pub mod parse;
pub mod runner;
pub mod types;

pub use parse::*;
pub use runner::*;
pub use types::*;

_ _ _ _ _

WHAT YOU NEED TO DO:
Write out the complete material a second time, matching it exactly.

EXERCISE SOLUTION:
pub mod parse;
pub mod runner;
pub mod types;

pub use parse::*;
pub use runner::*;
pub use types::*;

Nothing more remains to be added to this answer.